Esses casos exemplificam como os Estados gastam o dinheiro do contribuinte para manter os sistemas de Justiça. Estudo da plataforma Justa, que analisa os dados de tribunais, defensorias públicas e ministérios públicos, mostra que os Estados consomem até 12,5% do Orçamento para pagar as contas das instituições ligadas ao Judiciário local. Esse porcentual encontrado nos Estados é bem superior ao da União, que gasta 1% do Orçamento com o Poder Judiciário, o Ministério Público e a Defensoria Pública federais.
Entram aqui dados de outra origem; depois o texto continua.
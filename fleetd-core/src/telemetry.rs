//! RPC telemetry (C12): two fixed-capacity linear-probe tables — one keyed
//! by message type, one by user id — recording call counts and total
//! latency. Both tables live under a single mutex since they are always
//! updated together on the hot path; a full table drops new keys rather
//! than evicting or growing (spec.md §3 RPC telemetry rule).

use crate::dispatch::MsgType;
use parking_lot::Mutex;
use std::time::Duration;

#[derive(Debug, Clone, Copy, Default)]
pub struct RpcStat {
    pub count: u64,
    pub total_latency_micros: u64,
}

impl RpcStat {
    fn record(&mut self, latency: Duration) {
        self.count += 1;
        self.total_latency_micros += latency.as_micros() as u64;
    }
}

struct LinearProbeTable<K: Copy + Eq> {
    slots: Vec<Option<(K, RpcStat)>>,
    len: usize,
    dropped: u64,
}

impl<K: Copy + Eq> LinearProbeTable<K> {
    fn new(capacity: usize) -> Self {
        Self {
            slots: vec![None; capacity],
            len: 0,
            dropped: 0,
        }
    }

    fn hash_index(&self, key: K) -> usize
    where
        K: std::hash::Hash,
    {
        use std::hash::{Hash, Hasher};
        let mut hasher = std::collections::hash_map::DefaultHasher::new();
        key.hash(&mut hasher);
        (hasher.finish() as usize) % self.slots.len().max(1)
    }

    fn record(&mut self, key: K, latency: Duration)
    where
        K: std::hash::Hash,
    {
        if self.slots.is_empty() {
            return;
        }
        let start = self.hash_index(key);
        for offset in 0..self.slots.len() {
            let idx = (start + offset) % self.slots.len();
            match &mut self.slots[idx] {
                Some((existing_key, stat)) if *existing_key == key => {
                    stat.record(latency);
                    return;
                }
                None => {
                    let mut stat = RpcStat::default();
                    stat.record(latency);
                    self.slots[idx] = Some((key, stat));
                    self.len += 1;
                    return;
                }
                _ => continue, // occupied by a different key, keep probing
            }
        }
        // Table full and key not already present: drop (spec.md rule).
        self.dropped += 1;
    }

    fn dump(&self) -> Vec<(K, RpcStat)> {
        self.slots.iter().flatten().copied().collect()
    }

    fn reset(&mut self) {
        for slot in &mut self.slots {
            *slot = None;
        }
        self.len = 0;
        self.dropped = 0;
    }
}

impl std::hash::Hash for MsgType {
    fn hash<H: std::hash::Hasher>(&self, state: &mut H) {
        (*self as u32).hash(state);
    }
}

struct Tables {
    by_type: LinearProbeTable<MsgType>,
    by_user: LinearProbeTable<u32>,
}

pub struct RpcTelemetry {
    tables: Mutex<Tables>,
}

impl RpcTelemetry {
    pub fn new(type_table_capacity: usize, user_table_capacity: usize) -> Self {
        Self {
            tables: Mutex::new(Tables {
                by_type: LinearProbeTable::new(type_table_capacity),
                by_user: LinearProbeTable::new(user_table_capacity),
            }),
        }
    }

    pub fn record(&self, msg_type: MsgType, uid: u32, latency: Duration) {
        let mut tables = self.tables.lock();
        tables.by_type.record(msg_type, latency);
        tables.by_user.record(uid, latency);
    }

    pub fn dump_by_type(&self) -> Vec<(MsgType, RpcStat)> {
        self.tables.lock().by_type.dump()
    }

    pub fn dump_by_user(&self) -> Vec<(u32, RpcStat)> {
        self.tables.lock().by_user.dump()
    }

    pub fn dropped_counts(&self) -> (u64, u64) {
        let tables = self.tables.lock();
        (tables.by_type.dropped, tables.by_user.dropped)
    }

    pub fn reset(&self) {
        let mut tables = self.tables.lock();
        tables.by_type.reset();
        tables.by_user.reset();
    }
}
Em 2022, foram gastos R$ 52,4 bilhões pelas instituições da Justiça estadual em 12 Estados avaliados pelo estudo. Boa parte desse dinheiro serviu para pagar salários. De cada R$ 100 destinados ao Judiciário estadual, R$ 71 foram para bancar a remuneração de juízes, procuradores e defensores. O estudo avaliou os gastos de 12 Estados, que representam 70% dos orçamentos estaduais do País, entre eles São Paulo, Rio de Janeiro, Minas Gerais, Bahia, Paraná e Maranhão, no ano de 2022, período mais recente com dados disponíveis.

Maranhão é o Estado que mais gasta com o sistema de Justiça no País

O Maranhão foi o Estado que mais gastou com as instituições de Justiça em 2022, proporcionalmente ao orçamento total. Foram R$ 2,8 bilhões com o Tribunal de Justiça, o Ministério Público e a Defensoria Pública, o que representa 12,5% de tudo que foi gasto pelo governo estadual. Enquanto o orçamento total do Estado cresceu 13% entre 2021 e 2022, o das instituições de Justiça aumentou 50%.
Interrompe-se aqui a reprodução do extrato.